Users of mobile company Free warned to be vigilant of new scam in France

Emails are including customers’ IBAN numbers to appear legitimate

Bordeaux,,,Aquitaine,France,-,06,06,2021,:,Free
Free suffered a huge data leak in 2024
Published Modified

Clients of mobile phone and internet provider Free are being warned to watch out for a new scam focused on the sending of phishing emails. 

Phishing scams (known as hameçonnage in French), involve scammers impersonating a company or official agency, usually in a bid to make people share their bank details or personal information. 

Online news platform Presse Citron reports that scammers have been using information about Free customers that was released during a massive data leak in November 2024. 

The details of around 20 million accounts were compromised in the leak, and five million IBAN numbers were stolen when hackers breached Free’s servers. 

Scammers are now using these real IBAN numbers in their emails to make them look more official. 

What does the phishing email look like?

On first glance, the emails look as if they are from Free; they include the company’s branding and are written in a similar tone to other correspondence. 

As they often include the client’s actual IBAN number the emails do appear to be genuinely from the company as this is usually information only Free would know. These IBAN numbers were the ones stolen during the 2024 data leak. 

Many emails ask clients to “verify their bank details” as soon as possible because of new European regulations. 

What should customers do?

Anyone who receives a suspicious email purporting to be from Free should delete it. 

They should not reply with any personal information or click on any links. 

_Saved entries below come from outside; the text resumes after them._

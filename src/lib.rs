//! proxysift -- a durable pool of proxy candidates.
//!
//! Links are collected from feeds, latency tested on a retest schedule,
//! capped per location by evicting the slowest members, speed tested, and
//! the fastest link per location is published as a subscription.

pub mod cancel;
pub mod collect;
pub mod config;
pub mod ingest;
pub mod logfile;
pub mod measure;
pub mod pipeline;
pub mod proxy;
pub mod publish;
pub mod scheduler;
pub mod speed;
pub mod stats;
pub mod storage;

use std::sync::Arc;

use anyhow::{Context, Result};
use tokio_util::sync::CancellationToken;

pub use pipeline::{Pipeline, PipelineError, RunFailure, RunReport, Stage};
pub use storage::CandidateStore;

/// Run one full pass with the collaborators described by `config`.
pub async fn run(config: config::Config, cancel: CancellationToken) -> Result<RunReport, RunFailure> {
    let (store, knife, collector, publishers) = assemble(&config).map_err(RunFailure::before_start)?;
    let proxy_binary = knife.path().to_path_buf();

    Pipeline::new(config, store, collector, Arc::new(knife), publishers, cancel)
        .with_proxy_binary(proxy_binary)
        .run()
        .await
}

fn assemble(
    config: &config::Config,
) -> Result<(CandidateStore, measure::XrayKnife, collect::Collector, Vec<Box<dyn publish::Publisher>>)> {
    tracing::info!(db = %config.database.path.display(), "opening candidate store");
    let store = CandidateStore::open(&config.database.path)?;
    let knife = measure::XrayKnife::new(&config.measurement)
        .context("measurement binary is required for a run")?;
    let collector = collect::Collector::from_config(&config.collector);
    let publishers = publish::from_config(&config.publish)?;
    Ok((store, knife, collector, publishers))
}
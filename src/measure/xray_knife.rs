//! [`Measurer`] backed by the xray-knife command-line tool.

use std::io::Write;
use std::path::{Path, PathBuf};
use std::time::Duration;

use async_trait::async_trait;
use tokio::process::Command;
use tokio_util::sync::CancellationToken;
use tracing::{info, warn};

use super::process::run_to_completion;
use super::{csv, MeasureError, MeasureMode, Measurer, Record};
use crate::config::MeasurementConfig;

/// Longest stderr excerpt carried in an [`MeasureError::Exited`].
const STDERR_EXCERPT: usize = 2048;

#[derive(Debug, Clone)]
pub struct XrayKnife {
    path: PathBuf,
    test_args: Vec<String>,
    timeout: Duration,
}

impl XrayKnife {
    /// Resolve the binary named in `config`. Bare names are looked up in `$PATH`.
    pub fn new(config: &MeasurementConfig) -> Result<Self, MeasureError> {
        let path = resolve_binary(&config.path)?;
        Ok(Self {
            path,
            test_args: config.test_args.clone(),
            timeout: Duration::from_secs(config.timeout_secs),
        })
    }

    pub fn path(&self) -> &Path {
        &self.path
    }

    fn command(&self, input: &Path, output: &Path, mode: MeasureMode) -> Command {
        let mut command = Command::new(&self.path);
        command
            .arg("http")
            .arg("-f")
            .arg(input)
            .arg("-o")
            .arg(output)
            .args(&self.test_args)
            .args(["-x", "csv"]);
        if mode == MeasureMode::Speed {
            command.arg("-p");
        }
        command
    }
}

/// Resolve a configured binary path or command name.
pub fn resolve_binary(configured: &str) -> Result<PathBuf, MeasureError> {
    let candidate = Path::new(configured);
    if candidate.components().count() > 1 {
        return if candidate.is_file() {
            Ok(candidate.to_path_buf())
        } else {
            Err(MeasureError::NotFound { path: configured.to_string() })
        };
    }
    which::which(configured).map_err(|_| MeasureError::NotFound { path: configured.to_string() })
}

#[async_trait]
impl Measurer for XrayKnife {
    async fn run(
        &self,
        links: &[String],
        mode: MeasureMode,
        cancel: &CancellationToken,
    ) -> Result<Vec<Record>, MeasureError> {
        if links.is_empty() {
            return Ok(Vec::new());
        }
        if cancel.is_cancelled() {
            return Err(MeasureError::Cancelled);
        }

        let mut input = tempfile::Builder::new()
            .prefix("proxysift-links-")
            .suffix(".txt")
            .tempfile()?;
        for link in links {
            writeln!(input, "{link}")?;
        }
        input.flush()?;

        let output = tempfile::Builder::new()
            .prefix("proxysift-report-")
            .suffix(".csv")
            .tempfile()?;

        info!(%mode, links = links.len(), binary = %self.path.display(), "starting measurement");
        let started = std::time::Instant::now();
        let result = run_to_completion(
            self.command(input.path(), output.path(), mode),
            self.timeout,
            cancel,
        )
        .await?;

        if !result.status.success() {
            let stderr = String::from_utf8_lossy(&result.stderr);
            let stderr: String = stderr.trim().chars().take(STDERR_EXCERPT).collect();
            return Err(MeasureError::Exited {
                code: result.status.code(),
                stderr,
            });
        }

        let report = tokio::fs::read_to_string(output.path()).await?;
        let records = csv::parse(&report)?;
        if records.len() != links.len() {
            warn!(%mode, expected = links.len(), got = records.len(), "report row count differs from input");
        }
        info!(
            %mode,
            rows = records.len(),
            elapsed_secs = started.elapsed().as_secs_f64(),
            "measurement finished"
        );
        Ok(records)
    }
}
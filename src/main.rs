use std::fs::File;
use std::io::{BufReader, BufWriter};
use std::path::PathBuf;
use std::sync::Arc;

use anyhow::{Context, Result};
use clap::Parser;
use tokio_util::sync::CancellationToken;
use tracing_subscriber::{layer::SubscriberExt, util::SubscriberInitExt};

use rvk_shelfmark::config::Config;
use rvk_shelfmark::domain::{CautionFlag, PipelineError, SchedulingGate};
use rvk_shelfmark::export::{write_audit, write_results};
use rvk_shelfmark::import::{ColumnNames, read_input};
use rvk_shelfmark::infrastructure::WallClockGate;
use rvk_shelfmark::services::BatchPipeline;

/// Resolve RVK classification and call-number prefixes for a list of ISBNs.
#[derive(Parser, Debug)]
#[command(name = "rvk-shelfmark", version, about)]
struct Args {
    /// Input CSV with a header row
    #[arg(short, long)]
    input: PathBuf,

    /// Result CSV (input columns plus results)
    #[arg(short, long)]
    output: PathBuf,

    /// Optional JSON file with every source's raw answer per record
    #[arg(long)]
    audit: Option<PathBuf>,

    /// Response cache database URL (overrides CACHE_DATABASE_URL)
    #[arg(long)]
    cache_db: Option<String>,

    #[arg(long, default_value = "ISBN")]
    isbn_column: String,

    #[arg(long, default_value = "Title")]
    title_column: String,

    #[arg(long, default_value = "Publication Date")]
    date_column: String,

    /// Only process the first N records
    #[arg(long)]
    limit: Option<usize>,
}

#[tokio::main]
async fn main() -> Result<()> {
    tracing_subscriber::registry()
        .with(
            tracing_subscriber::EnvFilter::try_from_default_env()
                .unwrap_or_else(|_| "rvk_shelfmark=info".into()),
        )
        .with(tracing_subscriber::fmt::layer().with_writer(std::io::stderr))
        .init();

    dotenvy::dotenv().ok();

    let args = Args::parse();

    let mut config = Config::from_env();
    if let Some(url) = args.cache_db {
        config.cache_database_url = url;
    }

    let columns = ColumnNames {
        isbn: args.isbn_column,
        title: args.title_column,
        publication_date: args.date_column,
    };
    let input = File::open(&args.input)
        .with_context(|| format!("Failed to open input {}", args.input.display()))?;
    let mut table = read_input(BufReader::new(input), &columns)
        .with_context(|| format!("Failed to read input {}", args.input.display()))?;
    if let Some(limit) = args.limit {
        table.records.truncate(limit);
    }

    let cancel = CancellationToken::new();
    let ctrl_c_token = cancel.clone();
    tokio::spawn(async move {
        if tokio::signal::ctrl_c().await.is_ok() {
            tracing::warn!("Interrupted, stopping after the current request");
            ctrl_c_token.cancel();
        }
    });

    let gate: Arc<dyn SchedulingGate> = Arc::new(WallClockGate::new(
        config.maintenance_windows.clone(),
        cancel.clone(),
    ));

    let pipeline = BatchPipeline::open(&config, gate, cancel)
        .await
        .context("Failed to start pipeline")?;

    let outputs = match pipeline.run(&table.records).await {
        Ok(outputs) => outputs,
        Err(e @ PipelineError::Cancelled { .. }) => {
            pipeline.finish().await.ok();
            return Err(e.into());
        }
        Err(e) => return Err(e.into()),
    };
    pipeline.finish().await?;

    let output = File::create(&args.output)
        .with_context(|| format!("Failed to create output {}", args.output.display()))?;
    write_results(BufWriter::new(output), &table.headers, &table.records, &outputs)?;
    tracing::info!("Results written to {}", args.output.display());

    if let Some(path) = args.audit {
        let audit = File::create(&path)
            .with_context(|| format!("Failed to create audit file {}", path.display()))?;
        write_audit(BufWriter::new(audit), &outputs)?;
        tracing::info!("Audit written to {}", path.display());
    }

    let with_call_number = outputs
        .iter()
        .filter(|o| o.call_number.prefix.is_some())
        .count();
    let mismatches = outputs
        .iter()
        .filter(|o| o.consolidated.has_caution(CautionFlag::TitleMismatch))
        .count();
    tracing::info!(
        "Done: {} records, {} with call number, {} title mismatches",
        outputs.len(),
        with_call_number,
        mismatches
    );

    Ok(())
}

Customers who had their IBAN stolen in the November 2024 data leak should have been informed via email. 

An IBAN alone is not enough information to make a bank transfer from your account, but it can make hacking and phishing attempts easier. 

France accounts for nearly half of all bank card fraud in the EU according to a 2024 report by the European Central Bank.

In the first half of 2024 alone, scammers were reported to have swindled people out of €211 million via fraudulent bank transfers, often in the form of phishing attacks.